# Do I need a mexican drivers license?



## shooshooe (Oct 17, 2015)

Hi there,

Im planning on moving to Cabo at the end of the year and wanted to know if anyone had info on buying a used car there? Can I buy and insure a car with a Canadian drivers license or with a FM3 visa? or can I get an international license and use both? 

Is insuring a car there roughly about the same cost as in Canada per month?


----------



## joaquinx (Jul 3, 2010)

FM3s were replaced with a Residente Temporal a few years ago and you apply for one at a Mexican consulate in Canada. An International Drivers License is merely a translation of your valid Canadian drivers license and you need to carry both. Get a Mexican drivers license. It makes things easier to register the vehicle and get insurance.


----------



## shooshooe (Oct 17, 2015)

Thanks joaquinx

For the mexican license, do they give you a temp paper one while the original is being processed/mailed? Would like to buy a car as soon as I get there.


----------



## joaquinx (Jul 3, 2010)

shooshooe said:


> Thanks joaquinx
> 
> For the mexican license, do they give you a temp paper one while the original is being processed/mailed? Would like to buy a car as soon as I get there.


They will issue the license before you leave.


----------



## TundraGreen (Jul 15, 2010)

joaquinx said:


> They will issue the license before you leave.


That's right. In Jalisco, it is processed and a card printed while you wait. They take the photo for you.


----------



## perropedorro (Mar 19, 2016)

Had to resurrect an old topic rather than clutter with a new thread, and I must share the experience. I found out I needed a Mexican DL to take a Jalisco plated truck NOB as a condition of the Mexican insurance coverage. OK, probably should have one anyway. I was utterly amazed at the (non) process in Tecomán, Colima. With a valid NOB license there is no written test (which I studied for), driving test (cleaned up the vehicle) or vision test (new glasses). Just proof of blood type, which they'll do there, and a constancia de residencia. Asked if I could get a motorcycle license too, had one in my younger days, and there's nothing like a cycle to indulge a mid-life crisis. _¡No hay problema!_, just another 300 pesos, no sort of test either. Picture taken, looking quite handsome, machine spits out the license and I was heading home within forty minutes.:car:


----------



## cscscs007 (Jan 8, 2011)

I have a Nissan Xterra with Jalisco plates. I use my USA drivers license. My insurance is Qualitas and the lady looked at me like I was nuts when I asked her if I needed a Mexico license. She said "no" the US license is good, don't worry about this. 

The truck is registered to me, the plates, everything but my license to drive is in Mexico, and I am probably going to keep it that way. 
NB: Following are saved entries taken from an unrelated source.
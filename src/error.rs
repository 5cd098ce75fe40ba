/// Longest body excerpt carried in a remote failure message.
pub const DIAGNOSTIC_BODY_LIMIT: usize = 100;

#[derive(thiserror::Error, Debug, Clone, PartialEq, Eq)]
pub enum SyncError {
    #[error("configuration error: {0}")]
    Configuration(String),

    #[error("{message}")]
    Remote { status: u16, message: String },

    #[error("network error: {0}")]
    Transport(String),

    #[error("unexpected response from remote: {0}")]
    InvalidResponse(String),

    #[error("field '{0}' is read-only")]
    ReadOnlyField(String),
}

impl SyncError {
    pub fn remote(status: u16, body: &str) -> Self {
        Self::Remote {
            status,
            message: remote_diagnostic(status, body),
        }
    }

    pub fn transport(err: anyhow::Error) -> Self {
        Self::Transport(err.to_string())
    }
}

/// Short user-facing description of a non-success response.
pub fn remote_diagnostic(status: u16, body: &str) -> String {
    if indicates_missing_collection(body) {
        return format!(
            "Database not found ({}). Check the database ID and make sure the database is shared with the integration.",
            status
        );
    }
    let excerpt: String = body.trim().chars().take(DIAGNOSTIC_BODY_LIMIT).collect();
    format!("Remote request failed ({}): {}", status, excerpt)
}

fn indicates_missing_collection(body: &str) -> bool {
    body.contains("object_not_found") || body.contains("Could not find database")
}
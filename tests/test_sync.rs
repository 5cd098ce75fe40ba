mod common;
use _dbmirror_core::field::FieldType;
use _dbmirror_core::gateway::{GatewayCall, SortDirective, TimestampKind};
use _dbmirror_core::{
    EditingCell, GatewayResponse, MemoryGateway, SortDirection, SyncConfig, SyncError,
    SyncOrchestrator, ViewParams,
};
use common::{
    alpha_records, formula_number, number, record, select, setup_orchestrator, title,
    COLLECTION_ID, ENDPOINT,
};
use serde_json::{json, Value};

fn alpha_schema() -> Value {
    json!({
        "object": "database",
        "properties": {
            "Name": {"type": "title", "title": {}},
            "Score": {"type": "number", "number": {}}
        }
    })
}

fn update_calls(calls: &[GatewayCall]) -> Vec<&GatewayCall> {
    calls
        .iter()
        .filter(|c| matches!(c, GatewayCall::UpdatePage(..)))
        .collect()
}

fn query_calls(calls: &[GatewayCall]) -> Vec<&GatewayCall> {
    calls
        .iter()
        .filter(|c| matches!(c, GatewayCall::QueryRecords(..)))
        .collect()
}

#[tokio::test]
async fn test_sync_full_sync_mirrors_records() -> anyhow::Result<()> {
    let gateway = MemoryGateway::new()
        .with_schema(alpha_schema())
        .with_records(alpha_records());
    let mut orchestrator = setup_orchestrator(gateway);

    orchestrator.full_sync().await?;

    let state = orchestrator.state();
    let names: Vec<&str> = state.columns.iter().map(|c| c.name.as_str()).collect();
    assert_eq!(names, vec!["Name", "Score"]);
    assert_eq!(state.columns[0].field_type, FieldType::Title);
    assert_eq!(state.columns[1].field_type, FieldType::Number);
    assert_eq!(state.rows.len(), 1);
    assert_eq!(state.rows[0].record_id, "p1");
    assert_eq!(state.rows[0].cell("Name"), "Alpha");
    assert_eq!(state.rows[0].cell("Score"), "3");
    assert!(state.last_synced_at.is_some());
    assert!(state.error_message.is_none());

    let calls = orchestrator.gateway().calls();
    assert!(calls.contains(&GatewayCall::GetSchema(COLLECTION_ID.to_string())));
    assert_eq!(query_calls(&calls).len(), 1);
    Ok(())
}
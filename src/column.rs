use serde::{Deserialize, Serialize};
use serde_json::Value;
use std::collections::BTreeMap;
use tracing::trace;

use crate::field::FieldType;
use crate::record::RecordValue;

const DEFAULT_OPTION_COLOR: &str = "default";

#[derive(Serialize, Deserialize, Debug, Clone, PartialEq)]
pub struct ColumnOption {
    pub name: String,
    pub color: String,
}

#[derive(Serialize, Deserialize, Debug, Clone, PartialEq)]
#[serde(rename_all = "camelCase")]
pub struct ColumnDef {
    pub name: String,
    pub property_name: String,
    #[serde(rename = "type")]
    pub field_type: FieldType,
    #[serde(default, skip_serializing_if = "Option::is_none")]
    pub options: Option<Vec<ColumnOption>>,
}

impl ColumnDef {
    pub fn new(property_name: &str, field_type: FieldType) -> Self {
        Self {
            name: property_name.to_string(),
            property_name: property_name.to_string(),
            field_type,
            options: None,
        }
    }

    pub fn is_editable(&self) -> bool {
        !self.field_type.is_read_only()
    }

    /// Suggested values for select-like editing, in schema order.
    pub fn option_names(&self) -> Vec<&str> {
        self.options
            .as_deref()
            .unwrap_or_default()
            .iter()
            .map(|o| o.name.as_str())
            .collect()
    }
}

pub fn find_column<'c>(columns: &'c [ColumnDef], property_name: &str) -> Option<&'c ColumnDef> {
    columns.iter().find(|c| c.property_name == property_name)
}

#[derive(Serialize, Deserialize, Debug, Clone, Default, PartialEq)]
pub struct SchemaOption {
    #[serde(default)]
    pub name: String,
    #[serde(default)]
    pub color: Option<String>,
}

#[derive(Serialize, Deserialize, Debug, Clone, Default, PartialEq)]
pub struct SchemaOptionList {
    #[serde(default)]
    pub options: Vec<SchemaOption>,
}

#[derive(Serialize, Deserialize, Debug, Clone, PartialEq)]
pub struct PropertySchema {
    #[serde(rename = "type")]
    pub field_type: FieldType,
    #[serde(default, skip_serializing_if = "Option::is_none")]
    pub select: Option<SchemaOptionList>,
    #[serde(default, skip_serializing_if = "Option::is_none")]
    pub status: Option<SchemaOptionList>,
}

impl PropertySchema {
    fn option_list(&self, field_type: &FieldType) -> Option<&SchemaOptionList> {
        match field_type {
            FieldType::Select => self.select.as_ref(),
            FieldType::Status => self.status.as_ref(),
            _ => None,
        }
    }
}

#[derive(Serialize, Deserialize, Debug, Clone, Default, PartialEq)]
pub struct CollectionSchema {
    #[serde(default)]
    pub properties: BTreeMap<String, PropertySchema>,
}

impl CollectionSchema {
    /// Reads a schema body, skipping property entries that do not parse.
    pub fn from_value(value: &Value) -> Option<Self> {
        let entries = value.get("properties")?.as_object()?;
        let mut properties = BTreeMap::new();
        for (name, def) in entries {
            match serde_json::from_value::<PropertySchema>(def.clone()) {
                Ok(parsed) => {
                    properties.insert(name.clone(), parsed);
                }
                Err(err) => trace!(property = %name, "skipping schema entry: {err}"),
            }
        }
        Some(Self { properties })
    }
}

/// One column per property of the first record, in that record's order.
/// No records means no columns, whatever the schema says.
pub fn infer_columns(records: &[RecordValue]) -> Vec<ColumnDef> {
    let Some(first) = records.first() else {
        return vec![];
    };
    first
        .properties
        .iter()
        .map(|(name, property)| {
            let tag = property
                .get("type")
                .and_then(|v| v.as_str())
                .unwrap_or_default();
            ColumnDef::new(name, FieldType::from_tag(tag))
        })
        .collect()
}

pub fn merge_schema_options(
    columns: &[ColumnDef],
    schema: Option<&CollectionSchema>,
) -> Vec<ColumnDef> {
    let Some(schema) = schema else {
        return columns.to_vec();
    };
    columns
        .iter()
        .map(|column| {
            let mut merged = column.clone();
            if !column.field_type.has_options() {
                return merged;
            }
            let options = schema
                .properties
                .get(&column.property_name)
                .and_then(|def| def.option_list(&column.field_type));
            if let Some(list) = options {
                merged.options = Some(
                    list.options
                        .iter()
                        .map(|o| ColumnOption {
                            name: o.name.clone(),
                            color: o
                                .color
                                .clone()
                                .unwrap_or_else(|| DEFAULT_OPTION_COLOR.to_string()),
                        })
                        .collect(),
                );
            }
            merged
        })
        .collect()
}
use serde::ser::SerializeMap;
use serde::{Serialize, Serializer};
use serde_json::Value;
use std::collections::BTreeMap;

use crate::field::{is_truthy, DateValue, FieldType, SelectOption, TextRun};

#[derive(Serialize, Debug, Clone, PartialEq)]
#[serde(rename_all = "snake_case")]
pub enum PropertyUpdate {
    Title(Vec<TextRun>),
    RichText(Vec<TextRun>),
    Number(Option<f64>),
    Checkbox(bool),
    Date(Option<DateValue>),
    Url(Option<String>),
    Select(Option<SelectOption>),
    Status(Option<SelectOption>),
    MultiSelect(Vec<SelectOption>),
}

impl PropertyUpdate {
    pub fn field_type(&self) -> FieldType {
        match self {
            Self::Title(_) => FieldType::Title,
            Self::RichText(_) => FieldType::RichText,
            Self::Number(_) => FieldType::Number,
            Self::Checkbox(_) => FieldType::Checkbox,
            Self::Date(_) => FieldType::Date,
            Self::Url(_) => FieldType::Url,
            Self::Select(_) => FieldType::Select,
            Self::Status(_) => FieldType::Status,
            Self::MultiSelect(_) => FieldType::MultiSelect,
        }
    }

    /// The member stored under the type tag, e.g. the run list of a text update.
    pub fn value(&self) -> Value {
        match serde_json::to_value(self) {
            Ok(Value::Object(map)) => map.into_iter().next().map(|(_, v)| v).unwrap_or_default(),
            _ => Value::Null,
        }
    }
}

/// Body of a page update: `{"properties": {name: update}}`.
#[derive(Debug, Clone, PartialEq)]
pub struct UpdatePayload {
    pub property_name: String,
    pub update: PropertyUpdate,
}

impl Serialize for UpdatePayload {
    fn serialize<S: Serializer>(&self, serializer: S) -> Result<S::Ok, S::Error> {
        let mut properties = BTreeMap::new();
        properties.insert(self.property_name.as_str(), &self.update);
        let mut map = serializer.serialize_map(Some(1))?;
        map.serialize_entry("properties", &properties)?;
        map.end()
    }
}

/// Maps a plain edited value back to the remote shape for `field_type`.
/// Only the empty string clears a value; anything else is sent as typed.
/// Read-only and unrecognized kinds fall back to a text update.
pub fn build_update(property_name: &str, field_type: &FieldType, plain_value: &str) -> UpdatePayload {
    let blank = plain_value.is_empty();

    let update = match field_type {
        FieldType::Title => PropertyUpdate::Title(vec![TextRun::plain(plain_value)]),
        FieldType::Number => PropertyUpdate::Number(
            plain_value
                .trim()
                .parse::<f64>()
                .ok()
                .filter(|n| n.is_finite()),
        ),
        FieldType::Checkbox => PropertyUpdate::Checkbox(is_truthy(plain_value)),
        FieldType::Date => PropertyUpdate::Date((!blank).then(|| DateValue {
            start: Some(plain_value.to_string()),
            end: None,
        })),
        FieldType::Url => PropertyUpdate::Url((!blank).then(|| plain_value.to_string())),
        FieldType::Select => PropertyUpdate::Select((!blank).then(|| SelectOption::named(plain_value))),
        FieldType::Status => PropertyUpdate::Status((!blank).then(|| SelectOption::named(plain_value))),
        FieldType::MultiSelect => PropertyUpdate::MultiSelect(
            plain_value
                .split(',')
                .map(str::trim)
                .filter(|name| !name.is_empty())
                .map(SelectOption::named)
                .collect(),
        ),
        FieldType::RichText
        | FieldType::Formula
        | FieldType::Rollup
        | FieldType::People
        | FieldType::Unsupported(_) => PropertyUpdate::RichText(vec![TextRun::plain(plain_value)]),
    };

    UpdatePayload {
        property_name: property_name.to_string(),
        update,
    }
}
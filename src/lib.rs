#![warn(warnings)]
#![deny(clippy::all)]

pub mod column;
pub mod config;
pub mod error;
pub mod field;
pub mod gateway;
pub mod record;
pub mod sync;
pub mod view;
pub mod writeback;

#[cfg(feature = "python")]
mod python;

pub use column::{ColumnDef, ColumnOption};
pub use config::SyncConfig;
pub use error::SyncError;
pub use field::{FieldType, FieldValue};
pub use gateway::{GatewayResponse, MemoryGateway, RemoteGateway};
pub use record::{RecordValue, RowData};
pub use sync::{EditingCell, SyncOrchestrator, TableState};
pub use view::{FilterOp, SortDirection, SortKey, ViewParams};
pub use writeback::{PropertyUpdate, UpdatePayload};
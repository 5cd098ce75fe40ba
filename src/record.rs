use serde::{Deserialize, Serialize};
use serde_json::{Map, Value};
use std::collections::BTreeMap;

use crate::column::ColumnDef;
use crate::field;

#[derive(Serialize, Deserialize, Debug, Clone, Default, PartialEq)]
pub struct RecordValue {
    pub id: String,
    #[serde(default)]
    pub properties: Map<String, Value>,
    #[serde(
        default,
        rename = "created_time",
        alias = "createdAt",
        skip_serializing_if = "Option::is_none"
    )]
    pub created_at: Option<String>,
    #[serde(
        default,
        rename = "last_edited_time",
        alias = "lastEditedAt",
        skip_serializing_if = "Option::is_none"
    )]
    pub last_edited_at: Option<String>,
}

/// One decoded record. Every column key maps to a string, possibly empty.
#[derive(Serialize, Deserialize, Debug, Clone, Default, PartialEq)]
#[serde(rename_all = "camelCase")]
pub struct RowData {
    pub record_id: String,
    pub cells: BTreeMap<String, String>,
    #[serde(default, skip_serializing_if = "Option::is_none")]
    pub created_at: Option<String>,
    #[serde(default, skip_serializing_if = "Option::is_none")]
    pub last_edited_at: Option<String>,
}

impl RowData {
    pub fn cell(&self, property_name: &str) -> &str {
        self.cells
            .get(property_name)
            .map(String::as_str)
            .unwrap_or_default()
    }
}

pub fn decode_record(record: &RecordValue, columns: &[ColumnDef]) -> RowData {
    let mut cells: BTreeMap<String, String> = record
        .properties
        .iter()
        .map(|(name, property)| (name.clone(), field::decode_property(property).1))
        .collect();
    for column in columns {
        cells.entry(column.property_name.clone()).or_default();
    }

    RowData {
        record_id: record.id.clone(),
        cells,
        created_at: record.created_at.clone(),
        last_edited_at: record.last_edited_at.clone(),
    }
}

pub fn decode_records(records: &[RecordValue], columns: &[ColumnDef]) -> Vec<RowData> {
    records
        .iter()
        .map(|record| decode_record(record, columns))
        .collect()
}
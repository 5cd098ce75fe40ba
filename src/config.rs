use regex::Regex;
use serde::{Deserialize, Serialize};
use std::sync::OnceLock;
use url::Url;

use crate::error::SyncError;

const DEFAULT_MAX_PAGES: usize = 10;

fn default_max_pages() -> usize {
    DEFAULT_MAX_PAGES
}

/// Where to reach the relay and which remote collection to mirror.
#[derive(Serialize, Deserialize, Debug, Clone, PartialEq, Eq)]
#[serde(rename_all = "camelCase")]
pub struct SyncConfig {
    #[serde(default)]
    pub endpoint: String,
    #[serde(default)]
    pub collection_id: String,
    /// Upper bound on result pages fetched by one full sync.
    #[serde(default = "default_max_pages")]
    pub max_pages: usize,
}

impl SyncConfig {
    pub fn new(endpoint: &str, collection_id: &str) -> Self {
        Self {
            endpoint: endpoint.to_string(),
            collection_id: collection_id.to_string(),
            max_pages: DEFAULT_MAX_PAGES,
        }
    }

    pub fn validate(&self) -> Result<(), SyncError> {
        let endpoint = self.endpoint.trim();
        if endpoint.is_empty() {
            return Err(SyncError::Configuration(
                "relay endpoint is not set".to_string(),
            ));
        }
        if self.collection_id.trim().is_empty() {
            return Err(SyncError::Configuration(
                "database ID is not set".to_string(),
            ));
        }
        Url::parse(endpoint)
            .map_err(|e| SyncError::Configuration(format!("invalid relay endpoint: {}", e)))?;
        Ok(())
    }

    pub fn collection_id(&self) -> String {
        normalize_collection_id(&self.collection_id)
    }
}

fn trailing_id_pattern() -> &'static Regex {
    static PATTERN: OnceLock<Regex> = OnceLock::new();
    PATTERN.get_or_init(|| {
        Regex::new(r"(?i)([0-9a-f]{32})$").expect("collection id pattern is valid")
    })
}

/// Accepts a bare identifier or a shared link to the collection. Links yield
/// the 32-hex-digit identifier that ends their last path segment; anything
/// else comes back trimmed.
pub fn normalize_collection_id(input: &str) -> String {
    let input = input.trim();
    let Ok(url) = Url::parse(input) else {
        return input.to_string();
    };
    let segment = url
        .path_segments()
        .and_then(|mut segments| segments.rfind(|s| !s.is_empty()))
        .unwrap_or_default()
        .replace('-', "");
    trailing_id_pattern()
        .captures(&segment)
        .and_then(|caps| caps.get(1))
        .map(|m| m.as_str().to_lowercase())
        .unwrap_or_else(|| input.to_string())
}
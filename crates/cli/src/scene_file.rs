//! JSON scene files: `{ "origin": [x, y], "circles": [{ "center": [x, y], "radius": r }] }`.

use std::fs;
use std::path::Path;

use anyhow::{Context, Result};
use circlebounce::scene::{Scene, SceneError};
use circlebounce::{Circle, Vec2};
use serde::{Deserialize, Serialize};

#[derive(Clone, Debug, PartialEq, Serialize, Deserialize)]
pub struct CircleSpec {
    pub center: [f64; 2],
    pub radius: f64,
}

#[derive(Clone, Debug, PartialEq, Serialize, Deserialize)]
pub struct SceneFile {
    pub origin: [f64; 2],
    pub circles: Vec<CircleSpec>,
}

impl SceneFile {
    pub fn from_scene(scene: &Scene) -> Self {
        let o = scene.origin();
        Self {
            origin: [o.x, o.y],
            circles: scene
                .circles()
                .iter()
                .map(|c| CircleSpec {
                    center: [c.center.x, c.center.y],
                    radius: c.radius,
                })
                .collect(),
        }
    }

    pub fn into_scene(self) -> Result<Scene, SceneError> {
        let circles = self
            .circles
            .into_iter()
            .map(|c| Circle::new(Vec2::new(c.center[0], c.center[1]), c.radius))
            .collect();
        Scene::new(Vec2::new(self.origin[0], self.origin[1]), circles)
    }
}

/// Load a scene from `path`, or the reference scene when no path is given.
pub fn load_scene(path: Option<&Path>) -> Result<Scene> {
    let Some(path) = path else {
        return Ok(Scene::reference());
    };
    let bytes = fs::read(path).with_context(|| format!("reading scene {}", path.display()))?;
    let file: SceneFile = serde_json::from_slice(&bytes)
        .with_context(|| format!("parsing scene {}", path.display()))?;
    let scene = file
        .into_scene()
        .with_context(|| format!("validating scene {}", path.display()))?;
    Ok(scene)
}

pub fn write_scene(path: &Path, scene: &Scene) -> Result<()> {
    if let Some(parent) = path.parent() {
        if !parent.as_os_str().is_empty() {
            fs::create_dir_all(parent)?;
        }
    }
    let doc = serde_json::to_vec_pretty(&SceneFile::from_scene(scene))?;
    fs::write(path, doc).with_context(|| format!("writing scene {}", path.display()))?;
    Ok(())
}
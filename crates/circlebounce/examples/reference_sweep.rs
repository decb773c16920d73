//! Sweep the reference scene and print how many rays survive each circle.
//!
//! Run with `cargo run -p circlebounce --example reference_sweep --release`.

use std::time::Instant;

use circlebounce::prelude::*;

fn main() {
    let scene = Scene::reference();
    let cfg = SweepCfg::default();

    let start = Instant::now();
    let samples = scene.sweep(cfg);
    let elapsed_ms = start.elapsed().as_secs_f64() * 1e3;

    let summary = SweepSummary::from_samples(&samples);
    println!("samples={} complete={}", summary.samples, summary.complete);
    for (k, hits) in summary.hits_per_stage.iter().enumerate() {
        let c = scene.circles()[k];
        println!(
            "stage={k} center=({:.2},{:.2}) radius={:.2} hits={hits}",
            c.center.x, c.center.y, c.radius
        );
    }
    if let Some(s) = samples.iter().find(|s| s.chain.is_complete()) {
        let path: Vec<String> = s
            .chain
            .path()
            .iter()
            .map(|p| format!("({:.4},{:.4})", p.x, p.y))
            .collect();
        println!("first complete angle={:.6} path={}", s.angle, path.join(" -> "));
    }
    println!("sweep_time_ms={elapsed_ms:.3}");
}
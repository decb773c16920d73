use anyhow::{Context, Result};
use serde_json::{json, Value};
use std::ffi::OsString;
use std::fs;
use std::panic::Location;
use std::path::{Path, PathBuf};
use std::process::Command;

/// Metadata used to generate a provenance sidecar.
pub struct Payload {
    pub params: Value,
    pub tag: Option<String>,
}

impl Payload {
    pub fn new(params: Value) -> Self {
        Self { params, tag: None }
    }

    pub fn with_tag(mut self, tag: Option<String>) -> Self {
        self.tag = tag;
        self
    }
}

/// Write `<artifact>.provenance.json` containing the git commit, callsite, params, and outputs.
#[track_caller]
pub fn write_sidecar<P: AsRef<Path>>(artifact: P, payload: Payload) -> Result<PathBuf> {
    let artifact = artifact.as_ref();
    let provenance_path = provenance_path(artifact);
    if let Some(parent) = provenance_path.parent() {
        if !parent.as_os_str().is_empty() {
            fs::create_dir_all(parent)
                .with_context(|| format!("creating provenance dir {}", parent.display()))?;
        }
    }

    let callsite = Location::caller();
    let doc = json!({
        "code_rev": current_git_rev(),
        "lib_version": circlebounce::VERSION,
        "callsite": {
            "file": callsite.file(),
            "line": callsite.line()
        },
        "tag": payload.tag,
        "params": payload.params,
        "outputs": [artifact.to_string_lossy()]
    });
    fs::write(&provenance_path, serde_json::to_vec_pretty(&doc)?)
        .with_context(|| format!("writing {}", provenance_path.display()))?;
    Ok(provenance_path)
}

fn provenance_path(artifact: &Path) -> PathBuf {
    let stem = artifact
        .file_stem()
        .map(|s| s.to_os_string())
        .unwrap_or_else(|| OsString::from("artifact"));
    let mut name = stem;
    name.push(".provenance.json");
    artifact.with_file_name(name)
}

pub fn current_git_rev() -> String {
    if let Some(from_env) = option_env!("GIT_COMMIT") {
        if !from_env.is_empty() {
            return from_env.to_string();
        }
    }
    if let Ok(env_override) = std::env::var("GIT_COMMIT") {
        if !env_override.is_empty() {
            return env_override;
        }
    }
    Command::new("git")
        .args(["rev-parse", "HEAD"])
        .output()
        .ok()
        .and_then(|output| {
            if output.status.success() {
                String::from_utf8(output.stdout)
                    .ok()
                    .map(|s| s.trim().to_string())
            } else {
                None
            }
        })
        .unwrap_or_else(|| "unknown".to_string())
}
mod output;
mod provenance;
mod scene_file;

use std::path::PathBuf;

use anyhow::Result;
use circlebounce::scene::rand::{draw_scene, RandomSceneCfg, ReplayToken};
use circlebounce::sweep::{SweepCfg, SweepSummary};
use clap::{Parser, Subcommand};
use tracing::Level;
use tracing_subscriber::fmt::SubscriberBuilder;

use provenance::{write_sidecar, Payload};

#[derive(Parser)]
#[command(name = "cli")]
#[command(about = "Trace rays through chains of circles and dump the results")]
struct Cmd {
    /// Optional run label; propagated to outputs and logs
    #[arg(long)]
    tag: Option<String>,

    /// Log at DEBUG level
    #[arg(long, short)]
    verbose: bool,

    #[command(subcommand)]
    action: Action,
}

#[derive(Subcommand)]
enum Action {
    /// Trace a single ray and print its chain as JSON
    Trace {
        /// Scene JSON (defaults to the reference scene)
        #[arg(long)]
        scene: Option<PathBuf>,
        /// Launch angle in radians, CCW from +x
        #[arg(long, allow_hyphen_values = true)]
        angle: f64,
    },
    /// Sweep evenly spaced angles and write a per-stage table (.csv or .parquet)
    Sweep {
        #[arg(long)]
        scene: Option<PathBuf>,
        #[arg(long, default_value_t = SweepCfg::default().samples)]
        samples: usize,
        #[arg(long, default_value_t = 0.0, allow_hyphen_values = true)]
        start: f64,
        #[arg(long, default_value_t = std::f64::consts::TAU, allow_hyphen_values = true)]
        end: f64,
        #[arg(long)]
        out: PathBuf,
    },
    /// Draw a random scene and write it as JSON
    Scene {
        #[arg(long)]
        seed: u64,
        #[arg(long, default_value_t = 0)]
        index: u64,
        #[arg(long, default_value_t = RandomSceneCfg::default().circles)]
        circles: usize,
        #[arg(long)]
        out: PathBuf,
    },
    /// Print a small provenance JSON block
    Report,
}

fn main() -> Result<()> {
    let cmd = Cmd::parse();
    let level = if cmd.verbose { Level::DEBUG } else { Level::INFO };
    SubscriberBuilder::default()
        .with_target(false)
        .with_max_level(level)
        .init();
    match cmd.action {
        Action::Trace { scene, angle } => trace(scene, angle),
        Action::Sweep {
            scene,
            samples,
            start,
            end,
            out,
        } => {
            let cfg = SweepCfg {
                samples,
                angle_start: start,
                angle_end: end,
            };
            sweep(scene, cfg, out, cmd.tag)
        }
        Action::Scene {
            seed,
            index,
            circles,
            out,
        } => scene(seed, index, circles, out, cmd.tag),
        Action::Report => report(cmd.tag),
    }
}

fn trace(scene: Option<PathBuf>, angle: f64) -> Result<()> {
    tracing::debug!(scene = ?scene, angle, "trace");
    let scene = scene_file::load_scene(scene.as_deref())?;
    let chain = scene.trace(angle);
    if let Some((circle, miss)) = chain.first_miss() {
        tracing::debug!(circle, %miss, "chain_stopped");
    }
    println!(
        "{}",
        serde_json::to_string_pretty(&output::chain_json(angle, &chain))?
    );
    Ok(())
}

fn sweep(scene_path: Option<PathBuf>, cfg: SweepCfg, out: PathBuf, tag: Option<String>) -> Result<()> {
    tracing::info!(scene = ?scene_path, samples = cfg.samples, out = %out.display(), tag = ?tag, "sweep");
    let scene = scene_file::load_scene(scene_path.as_deref())?;
    let samples = scene.sweep(cfg);
    let summary = SweepSummary::from_samples(&samples);
    tracing::info!(
        samples = summary.samples,
        complete = summary.complete,
        hits_per_stage = ?summary.hits_per_stage,
        "sweep_summary"
    );

    let mut df = output::sweep_frame(&samples)?;
    output::write_table(&mut df, &out)?;
    tracing::info!(rows = df.height(), cols = df.width(), "sweep_table_written");

    let params = serde_json::json!({
        "scene": scene_path.map(|p| p.to_string_lossy().into_owned()),
        "samples": cfg.samples,
        "angle_start": cfg.angle_start,
        "angle_end": cfg.angle_end,
        "hits_per_stage": summary.hits_per_stage,
        "complete": summary.complete,
    });
    let prov = write_sidecar(&out, Payload::new(params).with_tag(tag))?;
    tracing::debug!(provenance = %prov.display(), "provenance_written");
    Ok(())
}

fn scene(seed: u64, index: u64, circles: usize, out: PathBuf, tag: Option<String>) -> Result<()> {
    tracing::info!(seed, index, circles, out = %out.display(), tag = ?tag, "scene");
    let cfg = RandomSceneCfg {
        circles,
        ..RandomSceneCfg::default()
    };
    let drawn = draw_scene(cfg, ReplayToken { seed, index })?;
    scene_file::write_scene(&out, &drawn)?;

    let params = serde_json::json!({
        "seed": seed,
        "index": index,
        "circles": cfg.circles,
        "radius_min": cfg.radius_min,
        "radius_max": cfg.radius_max,
        "extent": cfg.extent,
        "clearance": cfg.clearance,
    });
    write_sidecar(&out, Payload::new(params).with_tag(tag))?;
    Ok(())
}

fn report(tag: Option<String>) -> Result<()> {
    let obj = serde_json::json!({
        "code_rev": provenance::current_git_rev(),
        "lib_version": circlebounce::VERSION,
        "tag": tag,
        "params": {},
        "outputs": []
    });
    println!("{}", serde_json::to_string_pretty(&obj)?);
    Ok(())
}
PS I can also drive NOB with my truck but the coverage is not good. I just add it onto my US policy, not a problem at all.


----------



## perropedorro (Mar 19, 2016)

cscscs007 said:


> I just add it onto my US policy, not a problem at all.


That's where you lost me. I figured that anyone can drive a Mexican plated vehicle in Mexico, neither the cops nor Mexican insurance companies care....as opposed to an American plated TIP where drivership is restricted to the importer and immediate family. With my Mexican policy, something purchased through Santander, they don't care who drives in Mexico, but with the NOB extension, the driver must have a Mexican license. Heard American cops and sometimes the border guys expect the same. I'm real curious as to which American insurance company covers your Mexican plated vehicle in the U.S. I always got told no-way-no-how.


----------



## cscscs007 (Jan 8, 2011)

State Farm is my NOB insurance company. The United States and Mexico both recognize drivers licenses from either country. As long as your vehicle is currently registered, valid plates, proof of insurance the vehicle is good. The driver of course needs a drivers license but from where it comes from either Mexico or the US it will not be of any importance,

When I talked to my insurance agent she explained that insurance companies are aware Mexico insurance is lower coverage in the US, therefore cars driven into the US from Mexico can be added to your insurance coverage without having to worry about double coverage. Having 2 insurance policies on a vehicle in the US is illegal, so you cant cash in on 2 policies. With Mexico coverage however this is different as both companies are not US and US insurance coverage cover while in the US.


----------



## Hound Dog (Jan 18, 2009)

We retired here in 2001 both with California drivers' licenses. We now have Jalisco and Chiapas drivers' licenses, the Chiapas license being permanant for life. We havfe never taken a drivers' test and the written test is rudimentary and easily passed. Go for your Mexican license before your foreign license expires and you will experience no problems - -at least in Jalisco and Chiapas. Now, Nuevo León may be another matter.


----------



## Hound Dog (Jan 18, 2009)

I may not have answered your inquiry correctly. We bought two cars here with foreign drivers. Licenses and temporary residence visas. No problem.


----------